Informacoes sobre ordens
| Nome do Produto | Numero de Catalogo | UNID | Preco | Qde | FAVORITOS | |
Cdc2 p34 Plasmídeo duplo de Nickase (h) | sc-400181-NIC | 20 µg | $410.00 | |||
Cdc2 p34 Plasmídeo duplo de Nickase (h2) | sc-400181-NIC-2 | 20 µg | $410.00 |
CDK1 codifica a quinase serina/treonina Cdc2 p34, a subunidade catalítica central do fator promotor da fase M, que impulsiona a transição G2/M e a progressão mitótica. A atividade de CDK1 é coordenada pela ligação a ciclinas, pela fosforilação ativadora pela quinase ativadora de CDKs e pelo controlo inibitório por WEE1/MYT1 e pelas fosfatases CDC25, ligando a sinalização de checkpoints à segregação ordenada dos cromossomas. Como nó central nos circuitos do ciclo celular, CDK1 cruza-se com as vias de resposta a danos no ADN e de stress de replicação para regular a entrada em mitose, a montagem do fuso e a citocinese. A desregulação da sinalização de CDK1 e o controlo alterado dos checkpoints são frequentemente observados em perturbações proliferativas e fornecem uma base mecanística para estudar a instabilidade genómica e a dependência do ciclo celular em modelos de células humanas.
Cdc2 p34 O Plasmídeo de Nickase Dupla (h) consiste num par de plasmídeos combinados, concebidos para a edição de alta especificidade do locus CDK1 em linhas celulares human. Cada plasmídeo expressa uma nickase Cas9 D10A e um sgRNA distinto que tem como alvo cadeias de ADN opostas dentro de CDK1. Quando direcionadas para locais adjacentes em cadeias de ADN opostas, as duas nickases geram cortes deslocados numa única cadeia que, em conjunto, produzem uma quebra escalonada de cadeia dupla, exigindo uma atividade coordenada no alvo por parte de ambas as guias. A quebra de ADN resultante é resolvida por vias de reparação celular endógenas, mais frequentemente através da junção de extremidades não homólogas (NHEJ), levando a inserções ou deleções que perturbam a função CDK1. Ao exigir o envolvimento de dois sgRNA no locus alvo, a abordagem de dupla nickase aumenta a especificidade da edição e fornece uma estratégia CRISPR complementar para aplicações em que se deseja um controlo adicional sobre a precisão do direcionamento.
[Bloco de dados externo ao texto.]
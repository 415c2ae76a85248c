//! Configuration error model.

use thiserror::Error;

/// Result type used while loading static navigation configuration.
pub type ConfigResult<T> = Result<T, ConfigError>;

/// Fatal configuration error.
///
/// Raised only while building the route registry, menu tree or permission
/// catalog. Policy outcomes (forbidden, redirect, lookup miss) are never
/// reported through this type.
#[derive(Debug, Error, Clone, PartialEq, Eq)]
pub enum ConfigError {
    /// Two route declarations registered the same key.
    #[error("duplicate route key '{0}'")]
    DuplicateRouteKey(String),

    /// Two route keys resolve to the same path pattern.
    #[error("duplicate route path '{path}' (keys '{first}' and '{second}')")]
    DuplicatePath {
        path: String,
        first: String,
        second: String,
    },

    /// A path pattern could not be parsed.
    #[error("invalid path '{path}': {reason}")]
    InvalidPath { path: String, reason: String },

    /// A route declaration without a key has no children to carry.
    #[error("route declaration at '{0}' has neither a key nor children")]
    KeylessRouteLeaf(String),

    /// Two menu nodes share an id.
    #[error("duplicate menu node id '{0}'")]
    DuplicateMenuNodeId(String),

    /// A category node was declared without children.
    #[error("menu category '{0}' has no children")]
    EmptyCategory(String),

    /// A menu node (or requirement) references a route key the registry does not know.
    #[error("'{owner}' references unknown route key '{route_key}'")]
    UnknownRouteKey { owner: String, route_key: String },

    /// A permission key is outside the configured catalog.
    #[error("'{owner}' references permission '{permission}' outside the catalog")]
    UnknownPermission { owner: String, permission: String },

    /// A permission key failed validation.
    #[error("invalid permission key '{0}'")]
    InvalidPermissionKey(String),

    /// An identifier (route key, node id) failed validation.
    #[error("invalid identifier: {0}")]
    InvalidId(String),

    /// An external menu link is not an absolute URL.
    #[error("menu node '{id}' has non-absolute url '{url}'")]
    InvalidExternalUrl { id: String, url: String },

    /// The configuration document could not be decoded.
    #[error("malformed configuration: {0}")]
    Malformed(String),

    /// The configuration document could not be read.
    #[error("failed to read configuration '{path}': {message}")]
    Io { path: String, message: String },
}

impl ConfigError {
    pub fn invalid_path(path: impl Into<String>, reason: impl Into<String>) -> Self {
        Self::InvalidPath {
            path: path.into(),
            reason: reason.into(),
        }
    }

    pub fn invalid_id(msg: impl Into<String>) -> Self {
        Self::InvalidId(msg.into())
    }

    pub fn unknown_route_key(owner: impl Into<String>, route_key: impl Into<String>) -> Self {
        Self::UnknownRouteKey {
            owner: owner.into(),
            route_key: route_key.into(),
        }
    }

    pub fn unknown_permission(owner: impl Into<String>, permission: impl Into<String>) -> Self {
        Self::UnknownPermission {
            owner: owner.into(),
            permission: permission.into(),
        }
    }
}

impl From<serde_json::Error> for ConfigError {
    fn from(value: serde_json::Error) -> Self {
        Self::Malformed(value.to_string())
    }
}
Para apoiar a identificação eficiente das células editadas, um plasmídeo codifica GFP para visualização fluorescente das populações transfectadas, enquanto o plasmídeo complementar transporta um gene de resistência à puromicina para seleção antibiótica. Em conjunto, estas características apoiam o enriquecimento eficiente das populações co-transfectadas e simplificam a validação dos clones com CDK1 interrompido.
Apenas para uso em investigação. Não se destina a uso diagnóstico ou terapêutico.